The bottom line is that the use of triclosan in consumer products is a marketing gimmick that poses a whole host of threats to our health and to the environment, while at the same time providing no real benefit whatsoever. My rubber gloves are a good example of how prevalent this unnecessary chemical is. What possible good could be derived from adding this chemical to rubber gloves?

How to avoid it:
  • Read labels: Antibacterial soaps and body washes, toothpastes and cosmetics are regulated by the FDA. If these products contain triclosan, it will be listed as an ingredient on the label. 
  • Stay away from other products labeled "antibacterial" or "antimicrobial," such as cutting boards, towels, yoga mats, shoes, clothing, towels, bedding and toys. These items may also be labeled with terms such as "fights germs," "protection against mold," "odor-fighting," or other similar claims.
Finally, I was happy to find a safe and eco-friendly alternative to my triclosan-laced rubber gloves. The gloves pictured at the top of this post are made by a company I really like: If You Care. They are made from Fair Trade Forest Stewardship Council certified natural rubber. And I found them at my local Giant Eagle.

Saturday, November 3, 2012

Cough and Cold Relief for Kids (and Grown-ups, Too)

We are well into the season for colds and coughs; our family has already suffered from one bout with a nasty cold. I thus wanted to share some remedies that gave us relief from some of our symptoms.

My daughter is still at an age where it is not safe to give her over the counter (OTC) cold and cough medications. The FDA strongly recommends that children under 2 not be given OTC cough and cold products at all. It is still studying the safety of these products for kids ages 2 to 11, and thus has not issued a recommendation regarding kids in this age group. In addition to potentially dangerous drugs, most conventional cough and cold products for kids also contain things like artificial dyes, artificial sweeteners and harmful preservatives that I want to avoid.

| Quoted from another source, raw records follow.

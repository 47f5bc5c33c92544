pub mod config;
pub mod fetcher;
pub mod formatter;
pub mod parser;
pub mod pipeline;
pub mod renderer;
pub mod translator;
pub mod types;

pub use config::{Config, OutputMode, Provider};
pub use fetcher::Fetcher;
pub use pipeline::Pipeline;
pub use translator::{NoopTranslator, Translator};
pub use types::*;
use crate::translator::{translate_field, Translator};
use crate::types::{FeedEntry, TranslatedEntry, DATE_UNKNOWN};
use futures::stream::{self, StreamExt};
use tracing::debug;

/// Long-form calendar date, e.g. "March 15, 2024", or the sentinel when the
/// entry carries no published timestamp.
pub fn display_date(entry: &FeedEntry) -> String {
    match entry.published_at {
        Some(published) => published.format("%B %-d, %Y").to_string(),
        None => DATE_UNKNOWN.to_string(),
    }
}

/// Translate the first `limit` entries, in feed order. Title and summary of
/// an entry are translated independently; translation failures surface as
/// inline sentinels in the result, never as errors. Entries run through a
/// bounded ordered stream, so output order always matches feed order.
pub async fn translate_entries(
    entries: Vec<FeedEntry>,
    limit: usize,
    translator: &dyn Translator,
    target_language: &str,
    concurrency: usize,
) -> Vec<TranslatedEntry> {
    let concurrency = concurrency.max(1);

    stream::iter(entries.into_iter().take(limit))
        .map(|entry| async move {
            debug!("Formatting entry: {}", entry.link);

            let (translated_title, translated_summary) = futures::join!(
                translate_field(translator, &entry.title, target_language),
                translate_field(translator, &entry.summary, target_language),
            );

            let display_date = display_date(&entry);

            TranslatedEntry {
                original: entry,
                translated_title,
                translated_summary,
                display_date,
            }
        })
        .buffered(concurrency)
        .collect()
        .await
}
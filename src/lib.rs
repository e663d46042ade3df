//! Mainframe: a timed terminal hacking game
//!
//! The library holds the whole game engine; the `mainframe` binary is a thin
//! crossterm host around [`terminal::Terminal`].

pub mod clock;
pub mod config;
pub mod countdown;
pub mod history;
pub mod input;
pub mod level;
pub mod program;
pub mod services;
pub mod terminal;
pub mod ui;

We had good results from two chest rub products that we tried. My daughter was able to sleep through the night despite having a persistent cough during the day with each of these products. Badger Aromatic Chest Rub is certified organic and contains essential oils of eucalyptus, peppermint, rosemary and tea tree in an olive oil and beeswax base (it smells really good).

We also tried another rub that worked well for her: Maty's All Natural Baby Chest Rub (even though she is no longer a baby). This also contains essential oils, including eucalyptus, lavender and chamomile, in a sunflower and coconut oil base. Maty's also makes an All Natural Vapor Rub to be used by anyone age 2 and up.

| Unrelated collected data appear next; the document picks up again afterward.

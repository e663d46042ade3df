//! Puzzle program contract
//!
//! Every hacking challenge the terminal can launch implements
//! [`PuzzleProgram`]. A program owns its private state machine; the terminal
//! drives it through text input, raw events and per-frame ticks, and hands it
//! a [`ProgramHost`] so it can write output or impose penalties without
//! holding a reference back to the terminal.

pub mod hexedit;

use crossterm::event::{KeyEvent, MouseButton};
use ratatui::layout::Position;
use serde::{Deserialize, Serialize};
use std::fmt;
use thiserror::Error;

pub use hexedit::DataEditor;

/// Invalid player entry; the program's state is left unchanged.
#[derive(Debug, Clone, PartialEq, Eq, Error)]
#[error("{reason}")]
pub struct BadInput {
    reason: String,
}

impl BadInput {
    pub fn new(reason: impl Into<String>) -> Self {
        Self {
            reason: reason.into(),
        }
    }

    pub fn reason(&self) -> &str {
        &self.reason
    }
}

/// Upper-case the first character of `s`.
pub fn capitalize(s: &str) -> String {
    let mut chars = s.chars();
    match chars.next() {
        Some(first) => first.to_uppercase().chain(chars).collect(),
        None => String::new(),
    }
}

/// Independent capability flags of a program
#[derive(Debug, Clone, Copy, Default, PartialEq, Eq)]
pub struct ProgramProperties {
    /// The program draws itself instead of the scrollback
    pub is_graphical: bool,
    /// Don't draw the monitor bezel over a graphical program
    pub skip_bezel: bool,
    pub hide_cursor: bool,
    /// The program supplies its own output buffer
    pub alternate_buf: bool,
    /// The program reports its own success, so the terminal stays quiet
    pub suppress_success: bool,
    pub allow_ctrl_c: bool,
    /// Raw keypresses go to the program instead of the input line
    pub intercept_keypress: bool,
}

impl ProgramProperties {
    /// Text-driven program that may be aborted with ctrl+c
    pub const fn text() -> Self {
        Self {
            is_graphical: false,
            skip_bezel: false,
            hide_cursor: false,
            alternate_buf: false,
            suppress_success: false,
            allow_ctrl_c: true,
            intercept_keypress: false,
        }
    }
}

/// Callbacks a running program may make into the terminal
pub trait ProgramHost {
    /// Append lines to the terminal output, oldest first.
    fn output(&mut self, lines: Vec<String>);

    /// Reject keyboard input for `duration_ms` as a penalty.
    fn freeze(&mut self, duration_ms: u64);

    /// Shorten the lock-out countdown.
    fn reduce_time(&mut self, secs: u64);

    /// Current terminal time in milliseconds.
    fn time(&self) -> u64;
}

/// One hacking challenge
pub trait PuzzleProgram: fmt::Debug {
    /// Descriptive label, used in blocked/completed messages
    fn label(&self) -> &str;

    /// One-line help shown by the `help` command
    fn help(&self) -> &str;

    fn properties(&self) -> ProgramProperties {
        ProgramProperties::text()
    }

    /// Prompt shown before the input line, or None for no decoration.
    fn prompt(&self) -> Option<String> {
        Some("> ".to_string())
    }

    /// Line written to the terminal when the program exits completed.
    fn success_syslog(&self) -> String {
        format!("<c w>[SYSLOG] {} disabled.", capitalize(self.label()))
    }

    /// Prefix for lines reporting a failed attempt.
    fn failure_prefix(&self) -> String {
        "<c r>[ERROR] ".to_string()
    }

    /// (Re)start the program, resetting its puzzle state.
    fn start(&mut self, host: &mut dyn ProgramHost);

    /// Handle a submitted line of input.
    fn text_input(&mut self, _line: &str, _host: &mut dyn ProgramHost) -> Result<(), BadInput> {
        Ok(())
    }

    fn completed(&self) -> bool;

    fn exited(&self) -> bool;

    /// Per-frame tick while the program is active.
    fn run(&mut self, _host: &mut dyn ProgramHost) {}

    /// Lines to display, newest first, for graphical programs.
    fn draw(&self) -> Vec<String> {
        Vec::new()
    }

    /// The program's own output buffer, newest first, when it uses one.
    fn alternate_buffer(&self) -> Vec<String> {
        Vec::new()
    }

    fn on_keypress(&mut self, _key: KeyEvent, _host: &mut dyn ProgramHost) {}

    fn on_mouseclick(&mut self, _button: MouseButton, _pos: Position, _host: &mut dyn ProgramHost) {
    }

    fn on_mousemove(&mut self, _pos: Position, _host: &mut dyn ProgramHost) {}

    /// Called when the player aborts the program with ctrl+c.
    fn on_abort(&mut self, _host: &mut dyn ProgramHost) {}
}

/// Constructor for a program instance
pub type ProgramFactory = Box<dyn Fn() -> Box<dyn PuzzleProgram>>;

/// Built-in programs that a level file can name
#[derive(Debug, Clone, Copy, PartialEq, Eq, Hash, Serialize, Deserialize)]
#[serde(rename_all = "lowercase")]
pub enum ProgramKind {
    #[serde(alias = "dataeditor")]
    HexEdit,
}

impl ProgramKind {
    pub const ALL: [ProgramKind; 1] = [ProgramKind::HexEdit];

    pub fn name(self) -> &'static str {
        match self {
            ProgramKind::HexEdit => "hexedit",
        }
    }

    pub fn from_name(name: &str) -> Option<Self> {
        Self::ALL.into_iter().find(|kind| kind.name() == name)
    }

    /// Create a fresh instance of this program.
    pub fn build(self) -> Box<dyn PuzzleProgram> {
        match self {
            ProgramKind::HexEdit => Box::new(DataEditor::new()),
        }
    }

    pub fn factory(self) -> ProgramFactory {
        Box::new(move || self.build())
    }
}

impl fmt::Display for ProgramKind {
    fn fmt(&self, f: &mut fmt::Formatter<'_>) -> fmt::Result {
        f.write_str(self.name())
    }
}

I purchased the Badger Chest Rub at Whole Foods and the Maty's at the South Hills Giant Eagle Market District.

It is important to me that these ointments don't contain the potentially harmful ingredients found in more popular products, such as Vicks VapoRub. The camphor in the Vicks product can be toxic if it is absorbed through mucous membranes or broken skin. VapoRub also contains turpentine oil, which is not safe for children or people with lung problems, including asthma. Finally, it also contains petrolatum, a petroleum product which I prefer to avoid.

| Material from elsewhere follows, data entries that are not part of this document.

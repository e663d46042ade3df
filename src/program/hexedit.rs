//! Data-editor puzzle
//!
//! The player is shown a small table of hex values and walks it row by row,
//! choosing whether to edit one cell per row. Which edits are required
//! depends on each row's contents and on the edit made to the row before it;
//! see [`data_correct`].

use super::{BadInput, ProgramHost, PuzzleProgram};
use rand::rngs::StdRng;
use rand::{Rng, SeedableRng};

/// Penalty for submitting incorrect edits
const FREEZE_MS: u64 = 5 * 1000;

const MIN_ROWS: usize = 3;
/// Exclusive upper bound on the row count
const MAX_ROWS: usize = 5;
const COLUMNS: usize = 6;

#[derive(Debug, Clone, Copy, PartialEq, Eq)]
enum EditState {
    QueryRow,
    EnterCol,
    EnterVal,
    Finished,
}

/// Where the table for the next attempt comes from
#[derive(Debug)]
enum DataSource {
    Random(StdRng),
    Fixed(Vec<Vec<u8>>),
}

#[derive(Debug)]
pub struct DataEditor {
    source: DataSource,
    completed: bool,
    row: usize,
    col: usize,
    state: EditState,
    /// Table as generated
    start_data: Vec<Vec<u8>>,
    /// Table with the player's edits
    end_data: Vec<Vec<u8>>,
}

impl DataEditor {
    pub fn new() -> Self {
        Self::with_source(DataSource::Random(StdRng::from_entropy()))
    }

    /// Editor whose tables come from a seeded generator.
    pub fn with_seed(seed: u64) -> Self {
        Self::with_source(DataSource::Random(StdRng::seed_from_u64(seed)))
    }

    /// Editor that presents the same table on every start.
    pub fn with_data(data: Vec<Vec<u8>>) -> Self {
        Self::with_source(DataSource::Fixed(data))
    }

    fn with_source(source: DataSource) -> Self {
        Self {
            source,
            completed: false,
            row: 0,
            col: 0,
            state: EditState::QueryRow,
            start_data: Vec::new(),
            end_data: Vec::new(),
        }
    }

    /// The table as generated for the current attempt
    pub fn data(&self) -> &[Vec<u8>] {
        &self.start_data
    }

    /// The table including the player's edits so far
    pub fn edited_data(&self) -> &[Vec<u8>] {
        &self.end_data
    }

    /// Row currently being queried
    pub fn row(&self) -> usize {
        self.row
    }

    fn generate_data(&mut self) -> Vec<Vec<u8>> {
        match &mut self.source {
            DataSource::Random(rng) => {
                let rows = rng.gen_range(MIN_ROWS..MAX_ROWS);
                (0..rows)
                    .map(|_| (0..COLUMNS).map(|_| rng.gen_range(0..0x10)).collect())
                    .collect()
            }
            DataSource::Fixed(data) => data.clone(),
        }
    }

    fn output_data(&self, host: &mut dyn ProgramHost) {
        let col_count = self.start_data.first().map_or(0, Vec::len);

        let indices: Vec<String> = (0..col_count).map(|i| format!("{:4}", i)).collect();
        host.output(vec![
            String::new(),
            format!("   | {}", indices.join("  ")),
            "-".repeat(5 + 6 * col_count),
        ]);

        let mut rows: Vec<String> = self
            .start_data
            .iter()
            .enumerate()
            .map(|(idx, row)| {
                let values: Vec<String> = row.iter().map(|v| format!("{:#04x}", v)).collect();
                format!("{:2} | {}", idx, values.join("  "))
            })
            .collect();
        rows.push(String::new());
        host.output(rows);
    }

    /// Finish once every row has been visited, judging the edits.
    fn check_finished(&mut self, host: &mut dyn ProgramHost) {
        if self.row < self.start_data.len() {
            return;
        }

        self.state = EditState::Finished;
        if data_correct(&self.start_data, &self.end_data) {
            tracing::debug!("data editor edits accepted");
            self.completed = true;
        } else {
            tracing::debug!("data editor edits rejected");
            host.output(vec![format!(
                "{}corruption detected in system file, repairing!",
                self.failure_prefix()
            )]);
            host.freeze(FREEZE_MS);
        }
    }
}

/// Column index typed by the player. Integers too long for `i64` are
/// still numbers, just out of range.
fn parse_column(text: &str) -> Result<i64, BadInput> {
    text.parse().map_err(|_| {
        let digits = text.strip_prefix('-').unwrap_or(text);
        if !digits.is_empty() && digits.bytes().all(|b| b.is_ascii_digit()) {
            BadInput::new("Column out of range")
        } else {
            BadInput::new("Not a number")
        }
    })
}

impl Default for DataEditor {
    fn default() -> Self {
        Self::new()
    }
}

impl PuzzleProgram for DataEditor {
    fn label(&self) -> &str {
        "software lock"
    }

    fn help(&self) -> &str {
        "Modify raw software data."
    }

    fn prompt(&self) -> Option<String> {
        match self.state {
            EditState::QueryRow => Some(format!("Edit line {}? (y/n)", self.row)),
            EditState::EnterCol => Some("Edit col num: ".to_string()),
            EditState::EnterVal => Some(format!(
                "Change {:#04x} to (leave empty to cancel): ",
                self.start_data[self.row][self.col]
            )),
            EditState::Finished => None,
        }
    }

    fn start(&mut self, host: &mut dyn ProgramHost) {
        self.row = 0;
        self.col = 0;
        self.state = EditState::QueryRow;
        self.start_data = self.generate_data();
        self.end_data = self.start_data.clone();
        self.output_data(host);
        // An empty table has nothing to edit
        self.check_finished(host);
    }

    fn text_input(&mut self, line: &str, host: &mut dyn ProgramHost) -> Result<(), BadInput> {
        let line = line.trim_start().to_lowercase();

        match self.state {
            EditState::QueryRow => {
                if line.starts_with('y') {
                    self.state = EditState::EnterCol;
                } else {
                    self.row += 1;
                }
            }
            EditState::EnterCol => {
                let col = parse_column(line.trim_end())?;
                let cols = self.start_data[self.row].len();
                if col < 0 || col as usize >= cols {
                    return Err(BadInput::new("Column out of range"));
                }

                self.col = col as usize;
                self.state = EditState::EnterVal;
            }
            EditState::EnterVal => {
                let value = line.trim_end();
                if value.is_empty() {
                    // Cancelled; ask about the same row again
                    self.state = EditState::QueryRow;
                } else {
                    let digits = value.strip_prefix("0x").unwrap_or(value);
                    let parsed = u8::from_str_radix(digits, 16)
                        .map_err(|_| BadInput::new("Not a number"))?;

                    self.end_data[self.row][self.col] = parsed;
                    self.row += 1;
                    self.state = EditState::QueryRow;
                }
            }
            EditState::Finished => return Ok(()),
        }

        self.check_finished(host);
        Ok(())
    }

    fn completed(&self) -> bool {
        self.completed
    }

    fn exited(&self) -> bool {
        self.state == EditState::Finished
    }
}

/// The single edit made to a row
#[derive(Debug, Clone, Copy)]
struct RowEdit {
    col: usize,
    old: u8,
    new: u8,
}

/// Judge the player's edits against the rules for each row.
///
/// Rows are walked in order. Which rule applies to a row depends on whether
/// the previous row was edited:
///
/// - First row, or previous row unedited:
///   1. first value `v` below 7: cell `v` must become 0;
///   2. else if the row holds a 0: that cell must become 0xF;
///   3. else if more than three odd-indexed cells exist: cell 1 must be
///      decremented by one;
///   4. else the row must not be edited.
/// - Last row (previous row edited): its final cell must equal the number of
///   edited rows so far, and no other cell may change.
/// - Middle row, previous row edited:
///   1. last value `v` below 7: cell `v` must hold the previous edit's old
///      value;
///   2. else if the row holds 0xF: that cell must hold the previous edit's
///      column;
///   3. else if the row holds the previous edit's new value: that cell must
///      become 0;
///   4. else the row must not be edited.
///
/// A value-selected cell rule only applies when the value names an existing
/// column. Editing a row that must not be edited fails the whole attempt.
pub fn data_correct(start_data: &[Vec<u8>], end_data: &[Vec<u8>]) -> bool {
    let mut previous: Option<RowEdit> = None;
    let mut edits: usize = 0;

    for (idx, (start, end)) in start_data.iter().zip(end_data).enumerate() {
        let mut expect_edit = true;

        match previous {
            None => {
                let first = start.first().copied().map(usize::from);
                if let Some(col) = first.filter(|&v| v < 7 && v < start.len()) {
                    if end[col] != 0 {
                        return false;
                    }
                } else if let Some(zero) = start.iter().position(|&v| v == 0) {
                    if end[zero] != 0xF {
                        return false;
                    }
                } else {
                    let odd_indexed: Vec<usize> = (1..start.len()).step_by(2).collect();
                    if odd_indexed.len() > 3 {
                        let col = odd_indexed[0];
                        if i16::from(end[col]) != i16::from(start[col]) - 1 {
                            return false;
                        }
                    } else {
                        expect_edit = false;
                    }
                }
            }
            Some(_) if idx + 1 == start_data.len() => {
                let (Some((last, rest)), Some((_, start_rest))) =
                    (end.split_last(), start.split_last())
                else {
                    return false;
                };
                if usize::from(*last) != edits || rest != start_rest {
                    return false;
                }
            }
            Some(prev) => {
                let last = start.last().copied().map(usize::from);
                if let Some(col) = last.filter(|&v| v < 7 && v < start.len()) {
                    if end[col] != prev.old {
                        return false;
                    }
                } else if let Some(pos) = start.iter().position(|&v| v == 0xF) {
                    if usize::from(end[pos]) != prev.col {
                        return false;
                    }
                } else if let Some(pos) = start.iter().position(|&v| v == prev.new) {
                    if end[pos] != 0 {
                        return false;
                    }
                } else {
                    expect_edit = false;
                }
            }
        }

        previous = start
            .iter()
            .zip(end)
            .position(|(s, e)| s != e)
            .map(|col| RowEdit {
                col,
                old: start[col],
                new: end[col],
            });
        if previous.is_some() {
            edits += 1;
            if !expect_edit {
                return false;
            }
        }
    }

    true
}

In addition to these products, I also gave her teaspoons of honey to mitigate her cough. Several studies (including this one, and one here) have demonstrated that, in addition to soothing a sore throat, honey may be an effective cough suppressant. Remember: never give honey to infants under one year of age; in rare cases it can cause infantile botulism.

The combination of one of the above chest rubs and honey worked really well for us. What do you use to treat your family's colds?